EXERCISE OBJECTIVE: Only these lines are needed: the first line of the entries below through the line with "const TEAL: Rgb888", each returned exactly.

MATERIALS PROVIDED:
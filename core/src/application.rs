extern crate alloc;

use alloc::vec::Vec;

use embedded_graphics::{
    Drawable,
    pixelcolor::Rgb888,
    prelude::{OriginDimensions, Point, Primitive, Size},
    primitives::Rectangle,
};

mod generated_icons {
    include!(concat!(env!("OUT_DIR"), "/icons.rs"));
}

use crate::{
    anim::Fade,
    assets::{AssetSource, ImageData},
    framebuffer::{Framebuffer, Rotation},
    input::{Gesture, TouchState},
    menu::{EntryEffect, EntryIntent, MenuCommand, MenuController, OptionId},
    ui::{BackdropView, BarButton, CircleButton, Rect, RenderQueue, UiContext, View, flush_queue},
};

const BAR_HEIGHT: i32 = 60;
const MENU_BUTTON_RIGHT_INSET: i32 = 30;
const MENU_BUTTON_TOP_PAD: i32 = 8;
const MENU_BUTTON_BOTTOM_INSET: i32 = 12;
const MENU_BUTTON_BORDER: u32 = 3;
const OPTION_SIZE: i32 = 70;
const OPTION_GAP: i32 = 5;
const STACK_BOTTOM_GAP: i32 = 20;
const TOGGLE_FADE_MS: u32 = 200;
const DISMISS_FADE_MS: u32 = 300;

const TEAL: Rgb888 = Rgb888::new(0x00, 0x8B, 0x8B);
const WHITE: Rgb888 = Rgb888::new(0xFF, 0xFF, 0xFF);
const BACKDROP_FALLBACK: Rgb888 = Rgb888::new(0xF2, 0xF2, 0xF7);

/// On-screen state of one option button. Lives past its menu entry while the
/// removal fade plays out, flagged `dying` until it is dropped.
struct EntryVisual {
    id: OptionId,
    opacity: f32,
    fade: Option<Fade>,
    dying: bool,
}

pub struct Application<'a> {
    dirty: bool,
    needs_full: bool,
    frame: &'a mut Framebuffer,
    menu: MenuController,
    visuals: Vec<EntryVisual>,
    wallpaper: Option<ImageData>,
}

impl<'a> Application<'a> {
    pub fn new(frame: &'a mut Framebuffer, source: &mut impl AssetSource) -> Self {
        frame.set_rotation(Rotation::Rotate0);
        let wallpaper = match source.load_wallpaper() {
            Ok(image) => {
                log::info!("Wallpaper loaded: {}x{}", image.width, image.height);
                Some(image)
            }
            Err(err) => {
                log::warn!("No wallpaper: {:?}, falling back to a flat backdrop", err);
                None
            }
        };
        Application {
            dirty: true,
            needs_full: true,
            frame,
            menu: MenuController::new(),
            visuals: Vec::new(),
            wallpaper,
        }
    }

    pub fn menu(&self) -> &MenuController {
        &self.menu
    }

    pub fn update(&mut self, touch: &TouchState, elapsed_ms: u32) {
        if self.step_fades(elapsed_ms) {
            self.dirty = true;
        }
        if let Some(gesture) = touch.gesture() {
            if let Some(command) = self.command_for(gesture) {
                self.dispatch(command);
            }
        }
    }

    /// Single entry point for menu mutations, whether they come from touch
    /// hit-testing or somewhere else.
    pub fn dispatch(&mut self, command: MenuCommand) {
        let intents = self.menu.apply(command);
        self.apply_intents(&intents);
    }

    fn apply_intents(&mut self, intents: &[EntryIntent]) {
        for intent in intents {
            match intent.effect {
                EntryEffect::Show => {
                    let visual = self.visual_entry(intent.id);
                    visual.fade = Some(Fade::new(visual.opacity, 1.0, TOGGLE_FADE_MS));
                }
                EntryEffect::Hide => {
                    if let Some(visual) = self.find_visual(intent.id) {
                        visual.fade = Some(Fade::new(visual.opacity, 0.0, TOGGLE_FADE_MS));
                    }
                }
                EntryEffect::Remove => {
                    if let Some(visual) = self.find_visual(intent.id) {
                        visual.dying = true;
                        visual.fade = Some(Fade::new(visual.opacity, 0.0, DISMISS_FADE_MS));
                    }
                }
            }
        }
        if !intents.is_empty() {
            self.dirty = true;
        }
    }

    fn visual_entry(&mut self, id: OptionId) -> &mut EntryVisual {
        if let Some(index) = self.visuals.iter().position(|visual| visual.id == id) {
            return &mut self.visuals[index];
        }
        self.visuals.push(EntryVisual {
            id,
            opacity: 0.0,
            fade: None,
            dying: false,
        });
        self.visuals.last_mut().unwrap()
    }

    fn find_visual(&mut self, id: OptionId) -> Option<&mut EntryVisual> {
        self.visuals
            .iter_mut()
            .find(|visual| visual.id == id && !visual.dying)
    }

    /// Advances all running fades and drops ghosts whose removal fade just
    /// ended. Returns true when anything moved.
    fn step_fades(&mut self, elapsed_ms: u32) -> bool {
        let mut changed = false;
        for visual in &mut self.visuals {
            if let Some(fade) = &mut visual.fade {
                fade.advance(elapsed_ms);
                visual.opacity = fade.value();
                if fade.finished() {
                    visual.fade = None;
                }
                changed = true;
            }
        }
        let before = self.visuals.len();
        self.visuals
            .retain(|visual| !(visual.dying && visual.fade.is_none()));
        changed || self.visuals.len() != before
    }

    fn command_for(&self, gesture: Gesture) -> Option<MenuCommand> {
        match gesture {
            Gesture::Tap { at } => {
                if self.menu_button_rect().contains(at) {
                    return Some(MenuCommand::Toggle);
                }
                None
            }
            Gesture::SwipeLeft { start } => {
                let count = self.visuals.len();
                for (index, visual) in self.visuals.iter().enumerate() {
                    if visual.dying || !self.slot_rect(index, count).contains(start) {
                        continue;
                    }
                    // Hidden buttons do not take touches.
                    let interactive = self
                        .menu
                        .entries()
                        .iter()
                        .any(|entry| entry.id == visual.id && entry.visible);
                    if interactive {
                        return Some(MenuCommand::Dismiss(visual.id));
                    }
                }
                None
            }
        }
    }

    pub fn draw(&mut self, display: &mut impl crate::display::Display) {
        if !self.dirty {
            return;
        }
        self.dirty = false;

        let full = self.needs_full;
        self.needs_full = false;

        let wallpaper_rect = self.wallpaper_rect();
        let bar = self.bar_rect();
        let button = self.menu_button_rect();
        let stack = self.stack_rect();
        let count = self.visuals.len();
        let slots: Vec<Rect> = (0..count).map(|i| self.slot_rect(i, count)).collect();

        let mut rq = RenderQueue::default();
        let mut ctx = UiContext {
            buffers: self.frame,
        };

        let mut backdrop = BackdropView {
            image: self.wallpaper.as_ref(),
            region: wallpaper_rect,
            fallback: BACKDROP_FALLBACK,
        };
        backdrop.render(&mut ctx, if full { wallpaper_rect } else { stack }, &mut rq);

        if full {
            Rectangle::new(
                Point::new(bar.x, bar.y),
                Size::new(bar.w as u32, bar.h as u32),
            )
            .into_styled(embedded_graphics::primitives::PrimitiveStyle::with_fill(
                TEAL,
            ))
            .draw(ctx.buffers)
            .ok();
            rq.push(bar);

            let mut menu_button = BarButton {
                label: "Menu",
                fill: TEAL,
                border: WHITE,
                border_width: MENU_BUTTON_BORDER,
                text: WHITE,
            };
            menu_button.render(&mut ctx, button, &mut rq);
        }

        for (index, visual) in self.visuals.iter().enumerate() {
            let mut circle = CircleButton {
                fill: TEAL,
                icon: icon_for(visual.id),
                icon_size: generated_icons::ICON_SIZE,
                icon_color: WHITE,
                opacity: visual.opacity,
            };
            circle.render(&mut ctx, slots[index], &mut rq);
        }

        flush_queue(display, self.frame, &mut rq);

        if self.visuals.iter().any(|visual| visual.fade.is_some()) {
            self.dirty = true;
        }
    }

    fn bar_rect(&self) -> Rect {
        let size = self.frame.size();
        let width = size.width as i32;
        let height = size.height as i32;
        Rect::new(0, height - BAR_HEIGHT, width, BAR_HEIGHT)
    }

    fn menu_button_rect(&self) -> Rect {
        let bar = self.bar_rect();
        let width = bar.w / 4;
        let height = BAR_HEIGHT - MENU_BUTTON_TOP_PAD - MENU_BUTTON_BOTTOM_INSET;
        Rect::new(
            bar.right() - MENU_BUTTON_RIGHT_INSET - width,
            bar.y + MENU_BUTTON_TOP_PAD,
            width,
            height,
        )
    }

    fn wallpaper_rect(&self) -> Rect {
        let size = self.frame.size();
        Rect::new(0, 0, size.width as i32, size.height as i32 - BAR_HEIGHT)
    }

    /// Column the option stack can ever occupy, sized for the full spawn
    /// count. Animation frames repaint exactly this region.
    fn stack_rect(&self) -> Rect {
        let slot_count = OptionId::ALL.len() as i32;
        let bottom = self.menu_button_rect().y - STACK_BOTTOM_GAP;
        let height = slot_count * OPTION_SIZE + (slot_count - 1) * OPTION_GAP;
        let center_x = self.menu_button_rect().center().x;
        Rect::new(
            center_x - OPTION_SIZE / 2,
            bottom - height,
            OPTION_SIZE,
            height,
        )
    }

    /// Bottom-anchored stack: the last slot hugs the gap above the menu
    /// button and shorter stacks start lower down.
    fn slot_rect(&self, index: usize, count: usize) -> Rect {
        let bottom = self.menu_button_rect().y - STACK_BOTTOM_GAP;
        let below = (count - index) as i32;
        let gaps = (count - 1 - index) as i32;
        let top = bottom - below * OPTION_SIZE - gaps * OPTION_GAP;
        let center_x = self.menu_button_rect().center().x;
        Rect::new(center_x - OPTION_SIZE / 2, top, OPTION_SIZE, OPTION_SIZE)
    }
}

fn icon_for(id: OptionId) -> &'static [u8] {
    match id {
        OptionId::Settings => generated_icons::ICON_SETTINGS_MASK,
        OptionId::Home => generated_icons::ICON_HOME_MASK,
        OptionId::Search => generated_icons::ICON_SEARCH_MASK,
        OptionId::Time => generated_icons::ICON_TIME_MASK,
        OptionId::Content => generated_icons::ICON_CONTENT_MASK,
    }
}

FINISHED TASK:
filename core/src/application.rs
extern crate alloc;

use alloc::vec::Vec;

use embedded_graphics::{
    Drawable,
    pixelcolor::Rgb888,
    prelude::{OriginDimensions, Point, Primitive, Size},
    primitives::Rectangle,
};

mod generated_icons {
    include!(concat!(env!("OUT_DIR"), "/icons.rs"));
}

use crate::{
    anim::Fade,
    assets::{AssetSource, ImageData},
    framebuffer::{Framebuffer, Rotation},
    input::{Gesture, TouchState},
    menu::{EntryEffect, EntryIntent, MenuCommand, MenuController, OptionId},
    ui::{BackdropView, BarButton, CircleButton, Rect, RenderQueue, UiContext, View, flush_queue},
};

const BAR_HEIGHT: i32 = 60;
const MENU_BUTTON_RIGHT_INSET: i32 = 30;
const MENU_BUTTON_TOP_PAD: i32 = 8;
const MENU_BUTTON_BOTTOM_INSET: i32 = 12;
const MENU_BUTTON_BORDER: u32 = 3;
const OPTION_SIZE: i32 = 70;
const OPTION_GAP: i32 = 5;
const STACK_BOTTOM_GAP: i32 = 20;
const TOGGLE_FADE_MS: u32 = 200;
const DISMISS_FADE_MS: u32 = 300;

const TEAL: Rgb888 = Rgb888::new(0x00, 0x8B, 0x8B);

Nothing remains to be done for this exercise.